For deep or intense colors, 4-5% by weight of the Plexiglas to be dyed is used. Some basic dyes may not dissolve easily in even hot water, so vinegar must be used.

This content is accurate and true to the best of the author’s knowledge and is not meant to substitute for formal and individualized advice from a qualified professional.


Rafal Dauksza on June 26, 2020:

Hello, what Isopropyl alcohol did you use, 70% or 99.9% ?

Many thanks


Jason (author) from Indianapolis, IN. USA on February 29, 2020:

I appreciate it!

mel on February 24, 2020:

Many thanks from 2020! Thank you Jason!

Jason (author) from Indianapolis, IN. USA on January 08, 2018:

What I have seen is people transfer printed images onto plexiglass with an Acrylic medium. Then when dry the paper is removed under hot tap water. Outside of that I am not sure how photographs would be transferred.

I want to add the dyeing process is superficial mostly so you might consider putting a sealant between the color and the photo. I have not had the dispersed dyes bleed on me but they can be sanded off.
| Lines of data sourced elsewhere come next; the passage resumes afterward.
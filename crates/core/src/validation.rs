//! Input validation for the employee API.
//!
//! Every check runs before the datastore is touched. Failures are collected per
//! field so a client sees all problems with a payload at once.

use std::fmt;

use chrono::{DateTime, NaiveDate};
use serde::{Deserialize, Serialize};
use serde_json::{Map, Value};
use thiserror::Error;
use url::Url;

use crate::pagination::{Pagination, DEFAULT_LIMIT, DEFAULT_PAGE};
use crate::types::EmployeeFields;

/// A single rejected field.
#[derive(Debug, Clone, PartialEq, Eq, Serialize, Deserialize)]
pub struct FieldError {
    pub path: String,
    pub message: String,
}

impl FieldError {
    pub fn new(path: impl Into<String>, message: impl Into<String>) -> Self {
        Self {
            path: path.into(),
            message: message.into(),
        }
    }
}

/// Non-empty collection of field errors.
#[derive(Debug, Clone, PartialEq, Eq, Error)]
#[error("validation failed: {}", Summary(.0))]
pub struct ValidationErrors(Vec<FieldError>);

impl ValidationErrors {
    pub fn single(path: impl Into<String>, message: impl Into<String>) -> Self {
        Self(vec![FieldError::new(path, message)])
    }

    pub fn errors(&self) -> &[FieldError] {
        &self.0
    }

    pub fn into_errors(self) -> Vec<FieldError> {
        self.0
    }

    /// Returns `true` when the named field was rejected.
    #[cfg(test)]
    pub(crate) fn has_field(&self, path: &str) -> bool {
        self.0.iter().any(|error| error.path == path)
    }
}

struct Summary<'a>(&'a [FieldError]);

impl fmt::Display for Summary<'_> {
    fn fmt(&self, f: &mut fmt::Formatter<'_>) -> fmt::Result {
        for (idx, error) in self.0.iter().enumerate() {
            if idx > 0 {
                f.write_str("; ")?;
            }
            write!(f, "{}: {}", error.path, error.message)?;
        }
        Ok(())
    }
}

#[derive(Default)]
struct Collector(Vec<FieldError>);

impl Collector {
    fn push(&mut self, path: &str, message: impl Into<String>) {
        self.0.push(FieldError::new(path, message));
    }

    fn finish<T>(self, value: impl FnOnce() -> T) -> Result<T, ValidationErrors> {
        if self.0.is_empty() {
            Ok(value())
        } else {
            Err(ValidationErrors(self.0))
        }
    }
}

/// Validates a JSON employee payload into a full field set.
///
/// Unknown keys, including `id`, are ignored.
pub fn validate_employee(payload: &Value) -> Result<EmployeeFields, ValidationErrors> {
    let Some(object) = payload.as_object() else {
        return Err(ValidationErrors::single("body", "expected a JSON object"));
    };

    let mut errors = Collector::default();

    let first_name = required_name(object, "firstName", &mut errors);
    let last_name = required_name(object, "lastName", &mut errors);
    let phone = required_string(object, "phone", &mut errors);
    let address = required_string(object, "address", &mut errors);
    let avatar = optional_avatar(object, &mut errors);
    let hire_date = hire_date(object, &mut errors);
    let is_active = match object.get("isActive") {
        None | Some(Value::Null) => Some(true),
        Some(Value::Bool(value)) => Some(*value),
        Some(_) => {
            errors.push("isActive", "expected a boolean");
            None
        }
    };
    let department_id = department_id(object, &mut errors);

    match (
        first_name,
        last_name,
        phone,
        address,
        avatar,
        hire_date,
        is_active,
        department_id,
    ) {
        (
            Some(first_name),
            Some(last_name),
            Some(phone),
            Some(address),
            Some(avatar),
            Some(hire_date),
            Some(is_active),
            Some(department_id),
        ) if errors.0.is_empty() => Ok(EmployeeFields {
            first_name,
            last_name,
            phone,
            address,
            avatar,
            hire_date,
            is_active,
            department_id,
        }),
        _ => Err(ValidationErrors(errors.0)),
    }
}

/// Validates raw `page`/`limit` query values, applying the defaults when absent.
pub fn validate_pagination(
    page: Option<&str>,
    limit: Option<&str>,
) -> Result<Pagination, ValidationErrors> {
    let mut errors = Collector::default();
    let page = positive_query_value("page", page, DEFAULT_PAGE, &mut errors);
    let limit = positive_query_value("limit", limit, DEFAULT_LIMIT, &mut errors);

    errors.finish(|| Pagination::new(page, limit).unwrap_or_default())
}

/// Validates a record identifier taken from a path or query segment.
pub fn validate_id(field: &str, raw: &str) -> Result<i64, ValidationErrors> {
    match raw.trim().parse::<i64>() {
        Ok(id) if id >= 1 => Ok(id),
        Ok(_) => Err(ValidationErrors::single(field, "must be greater than or equal to 1")),
        Err(_) => Err(ValidationErrors::single(field, "expected an integer")),
    }
}

fn required_name(object: &Map<String, Value>, key: &str, errors: &mut Collector) -> Option<String> {
    let value = required_string(object, key, errors)?;
    let trimmed = value.trim();
    if trimmed.is_empty() {
        errors.push(key, "must not be empty");
        return None;
    }
    Some(trimmed.to_string())
}

fn required_string(
    object: &Map<String, Value>,
    key: &str,
    errors: &mut Collector,
) -> Option<String> {
    match object.get(key) {
        Some(Value::String(value)) => Some(value.clone()),
        None | Some(Value::Null) => {
            errors.push(key, "is required");
            None
        }
        Some(_) => {
            errors.push(key, "expected a string");
            None
        }
    }
}

fn optional_avatar(object: &Map<String, Value>, errors: &mut Collector) -> Option<Option<String>> {
    match object.get("avatar") {
        None | Some(Value::Null) => Some(None),
        Some(Value::String(value)) if value.trim().is_empty() => Some(None),
        Some(Value::String(value)) => match Url::parse(value.trim()) {
            Ok(_) => Some(Some(value.trim().to_string())),
            Err(_) => {
                errors.push("avatar", "expected an absolute URL");
                None
            }
        },
        Some(_) => {
            errors.push("avatar", "expected a string");
            None
        }
    }
}

fn hire_date(object: &Map<String, Value>, errors: &mut Collector) -> Option<NaiveDate> {
    let raw = required_string(object, "hireDate", errors)?;
    let raw = raw.trim();
    if let Ok(date) = NaiveDate::parse_from_str(raw, "%Y-%m-%d") {
        return Some(date);
    }
    if let Ok(timestamp) = DateTime::parse_from_rfc3339(raw) {
        return Some(timestamp.date_naive());
    }
    errors.push("hireDate", "expected a date (YYYY-MM-DD) or RFC 3339 timestamp");
    None
}

fn department_id(object: &Map<String, Value>, errors: &mut Collector) -> Option<i64> {
    match object.get("departmentId") {
        Some(Value::Number(number)) => match number.as_i64() {
            Some(id) if id >= 1 => Some(id),
            Some(_) => {
                errors.push("departmentId", "must be greater than or equal to 1");
                None
            }
            None => {
                errors.push("departmentId", "expected an integer");
                None
            }
        },
        None | Some(Value::Null) => {
            errors.push("departmentId", "is required");
            None
        }
        Some(_) => {
            errors.push("departmentId", "expected an integer");
            None
        }
    }
}

fn positive_query_value(
    key: &str,
    raw: Option<&str>,
    default: u32,
    errors: &mut Collector,
) -> u32 {
    let Some(raw) = raw else {
        return default;
    };
    match raw.trim().parse::<u32>() {
        Ok(0) => {
            errors.push(key, "must be greater than or equal to 1");
            default
        }
        Ok(value) => value,
        Err(_) => {
            errors.push(key, "expected a positive integer");
            default
        }
    }
}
FYI

maurizioblue on January 07, 2018:

Hi Jason, thank you for sharing these information.

I am an photographer who loves to experiment with cyanotype and other alternative processes making sunprints with leaves and flowers.

Frustrated with the monocratism of my blueprints I would like to experiment with different colors on transparent support like cast acrylic. My goal is to make colorful photographic prints on transparent cast acrylic like large format slides. I would really much appreciate if you could give me any guidance or advice.

Many thanks.

Jason (author) from Indianapolis, IN. USA on December 26, 2017:

Yes that is very true! Thank you for reading!

Metal3dart on December 21, 2017:

Wow! I had no idea this was possible! The possibilities seem endless! This is especially true with the partial immersion technique.